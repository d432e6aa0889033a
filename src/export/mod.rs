//! CSV export for the inheritance-tax spreadsheet workflow.
//!
//! Each selected document is projected into flat rows per its registry
//! entry: one row per document, except passbooks which expand into one row
//! per transaction. Rows from different categories can share one file: the
//! column set is the first-appearance union across all rows, 区分 leads every
//! row and 元ファイル closes it.
//!
//! The destination spreadsheet expects UTF-8 with a byte-order marker
//! (multi-byte headers in every column), so the output stream is
//! BOM-prefixed.

use chrono::NaiveDateTime;
use serde_json::Value;
use thiserror::Error;

use crate::models::{DocumentCategory, ProcessedDocument};
use crate::pipeline::registry::{
    self, CsvDefault, CsvField, Projection, GENERIC_DATA_COLUMN, KIND_COLUMN, SOURCE_FILE_COLUMN,
};
use crate::store::DocumentStore;

/// UTF-8 byte-order marker expected by common spreadsheet tools.
const UTF8_BOM: &[u8] = &[0xEF, 0xBB, 0xBF];

#[derive(Error, Debug)]
pub enum ExportError {
    /// The selection produced no documents or no rows. Distinct from a
    /// system error: the user picked nothing exportable.
    #[error("No documents matched the export selection")]
    Empty,
    #[error("CSV serialization failed: {0}")]
    Csv(String),
}

/// One flat row: ordered (column, value) pairs.
type Row = Vec<(&'static str, String)>;

/// Serialize the selected documents to BOM-prefixed CSV bytes.
///
/// Ids are taken in the given order; ids absent from the store are skipped.
/// An empty `include_categories` admits every category.
pub fn export_csv(
    store: &dyn DocumentStore,
    document_ids: &[String],
    include_categories: &[DocumentCategory],
) -> Result<Vec<u8>, ExportError> {
    let mut documents = Vec::new();
    for id in document_ids {
        if let Ok(document) = store.get(id) {
            if include_categories.is_empty() || include_categories.contains(&document.category) {
                documents.push(document);
            }
        }
    }
    if documents.is_empty() {
        return Err(ExportError::Empty);
    }

    let rows: Vec<Row> = documents.iter().flat_map(project_document).collect();
    if rows.is_empty() {
        return Err(ExportError::Empty);
    }

    let columns = column_union(&rows);

    let mut writer = csv::Writer::from_writer(Vec::new());
    writer
        .write_record(&columns)
        .map_err(|e| ExportError::Csv(e.to_string()))?;
    for row in &rows {
        let record: Vec<&str> = columns
            .iter()
            .map(|column| {
                row.iter()
                    .find(|(c, _)| c == column)
                    .map(|(_, v)| v.as_str())
                    .unwrap_or("")
            })
            .collect();
        writer
            .write_record(&record)
            .map_err(|e| ExportError::Csv(e.to_string()))?;
    }
    let data = writer
        .into_inner()
        .map_err(|e| ExportError::Csv(e.to_string()))?;

    let mut output = Vec::with_capacity(UTF8_BOM.len() + data.len());
    output.extend_from_slice(UTF8_BOM);
    output.extend_from_slice(&data);

    tracing::info!(
        documents = documents.len(),
        rows = rows.len(),
        bytes = output.len(),
        "CSVエクスポート完了"
    );
    Ok(output)
}

/// Download filename convention for an export produced at `now`.
pub fn export_filename(now: NaiveDateTime) -> String {
    format!("inheritance_data_{}.csv", now.format("%Y%m%d_%H%M%S"))
}

// ──────────────────────────────────────────────
// Projection
// ──────────────────────────────────────────────

/// Project one document into its CSV rows per the registry.
fn project_document(document: &ProcessedDocument) -> Vec<Row> {
    match registry::csv_projection(document.category) {
        Some((label, Projection::PerTransaction(fields))) => document
            .extracted_data
            .as_array()
            .map(|transactions| {
                transactions
                    .iter()
                    .map(|transaction| make_row(label, fields, transaction, document))
                    .collect()
            })
            .unwrap_or_default(),
        Some((label, Projection::PerDocument(fields))) => {
            vec![make_row(label, fields, &document.extracted_data, document)]
        }
        // Generic fallback: the category code and the data as text.
        None => vec![vec![
            (KIND_COLUMN, document.category.code().to_string()),
            (GENERIC_DATA_COLUMN, document.extracted_data.to_string()),
            (SOURCE_FILE_COLUMN, document.original_filename.clone()),
        ]],
    }
}

fn make_row(
    label: &'static str,
    fields: &'static [CsvField],
    data: &Value,
    document: &ProcessedDocument,
) -> Row {
    let mut row = Vec::with_capacity(fields.len() + 2);
    row.push((KIND_COLUMN, label.to_string()));
    for field in fields {
        row.push((field.column, render_value(data.get(field.source), field.default)));
    }
    row.push((SOURCE_FILE_COLUMN, document.original_filename.clone()));
    row
}

fn render_value(value: Option<&Value>, default: CsvDefault) -> String {
    match value {
        None | Some(Value::Null) => match default {
            CsvDefault::Empty => String::new(),
            CsvDefault::Zero => "0".to_string(),
        },
        Some(Value::String(s)) => s.clone(),
        Some(Value::Number(n)) => n.to_string(),
        Some(Value::Bool(b)) => b.to_string(),
        Some(other) => other.to_string(),
    }
}

/// Column order across a mixed row set: first appearance wins.
fn column_union(rows: &[Row]) -> Vec<&'static str> {
    let mut columns: Vec<&'static str> = Vec::new();
    for row in rows {
        for (column, _) in row {
            if !columns.contains(column) {
                columns.push(*column);
            }
        }
    }
    columns
}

--- --- ---

* **WORK REQUEST**: Using the word "crate" as the filter, copy each matching line from the material.

* **RESULT OF THIS TASK**:
use crate::models::{DocumentCategory, ProcessedDocument};
use crate::pipeline::registry::{
use crate::store::DocumentStore;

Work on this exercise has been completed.